Buddhism comes from India

it can't. there is nothing is western philosophy that comes close to the profundity of codependent arising, "emptiness", the four noble truths, non duality, the bodhisattva vow, etc.

once you understand these things you understand everything. you also overcome your suffering and can help others do the same. nothing in western philosophy has that effect.

No it isn't. They aren't even close other than a vague notion of "lol don't become a hedonist bro".

Buddhism has no real analog in Western thought. Stoicism is closer to Taoism than anything.

Where did the West go so wrong? Socrates? Plato? Aristotle? Caesar? Jesus?

>closer to Taoism
How so? I know Stoicism is pro nature and naturalness, but does it ever deal ineffability and codependence the way Taoism has from its beginnings? Pluse, which Taoism, exactly?

Taoism postulates a transcendent "flow" by which the universe operates. Understanding your own nature so you can join with this flow properly is the key to happiness (and a bunch of other Chinese mystical stuff).

Stoicism, likewise, postulates that nature will continue to move on without you and that happiness is achieved by going with the "flow" of nature when it comes to matters that are outside of your control; understanding when to go with this "flow" of nature is dependent upon understanding yourself.

Meanwhile Buddhism is a means of freeing yourself from self destructive practices, beliefs, thoughts, and habits.

Some of the habits that Buddhism would have you destroy are perfectly acceptable under the Stoic worldview. Stoics say that there's nothing wrong with sex with pleasure provided you do it wisely and in a manner that isn't destructive and is ultimately conducive with your nature as a human with sexual needs, but the Buddhists would say that the fact that human sexual needs are ultimately nothing but a source of dukkha.

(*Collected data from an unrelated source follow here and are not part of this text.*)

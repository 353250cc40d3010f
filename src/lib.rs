//! `vefs` — an encrypted virtual file system: an authenticated key/value
//! store of named byte streams, backed by a single host file.
//!
//! Every byte written is AEAD-sealed and every sector's authenticity chains
//! up to a doubly-buffered, atomically-swapped archive header (spec.md §3,
//! §4.2). The crate is organized as ten components, C1 through C10, mirroring
//! the archive's own layered structure:
//!
//! - [`crypto`] (C1) — the pluggable AEAD provider and key derivation.
//! - [`device`] (C2) — the host file, its master sector, and sector I/O.
//! - [`file_crypto`] (C3) — per-file secrets and sector sealing.
//! - [`tree`] (C4/C6) — the radix-tree sector trees, sequential and cached.
//! - [`cache`] (C5) — the per-file leaf cache backing [`tree::tree_cached`].
//! - [`allocator`] (C7) — the free-sector run-length allocator.
//! - [`index`] (C8) — the path-to-descriptor filesystem index.
//! - [`vfile`] (C9) — the user-facing random-access file handle.
//! - [`archive`] (C10) — the top-level archive handle tying everything
//!   together.
//!
//! ```no_run
//! use std::path::Path;
//! use vefs::{Archive, ArchiveConfig};
//! use vefs::index::OpenFlags;
//!
//! # fn main() -> vefs::Result<()> {
//! let prk = [0u8; 32];
//! let archive = Archive::create(Path::new("example.vefs"), &prk, ArchiveConfig::default())?;
//! let file = archive.open_file("/hello.txt", OpenFlags::CREATE | OpenFlags::WRITE)?;
//! file.write(b"hello, vefs", 0)?;
//! archive.commit()?;
//! # Ok(())
//! # }
//! ```

pub mod allocator;
pub mod archive;
pub mod cache;
pub mod config;
pub mod counter;
pub mod crypto;
pub mod descriptor;
pub mod device;
pub mod error;
pub mod file_crypto;
pub mod index;
pub mod io_buffer;
pub mod tree;
pub mod vfile;

pub use archive::Archive;
pub use config::ArchiveConfig;
pub use descriptor::{FileDescriptor, RootInfo};
pub use error::{Error, ErrorDetail, Result, VefsError};
pub use index::{FileStat, OpenFlags};
pub use vfile::VirtualFile;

And of course Taoists would say that men shouldn't ejaculate as it causes chi imbalances which will stop you from becoming an immortal, but that's neither here nor there so sex for pleasure was probably a bad example now that I think about it.

Buddhist asserts non-self. Nagarjuna goes to lengths to distinguish between self, not-self, and not-not-self. He indicates that the Buddhist position is the middle way, not-self, between the two extremes of self and not-not-self.

It doesn't deny persons nor conventional selves at all, merely that there are substantially existing selves. At the time and place this was controversial, but this concept in of itself isn't even worth a pause nowadays.

Hume indicated the same thing, 'the' self is a fiction and in reality there are bundles of properties, which are analogous to the much earlier Buddhist idea of aggregates of properties.

The Buddha parts ways with Hume however when Hume declares that this fact doesn't have any utility for the individual, people still went on experiencing their world as if they were a substantially existing self that resided somewhere behind their eyes.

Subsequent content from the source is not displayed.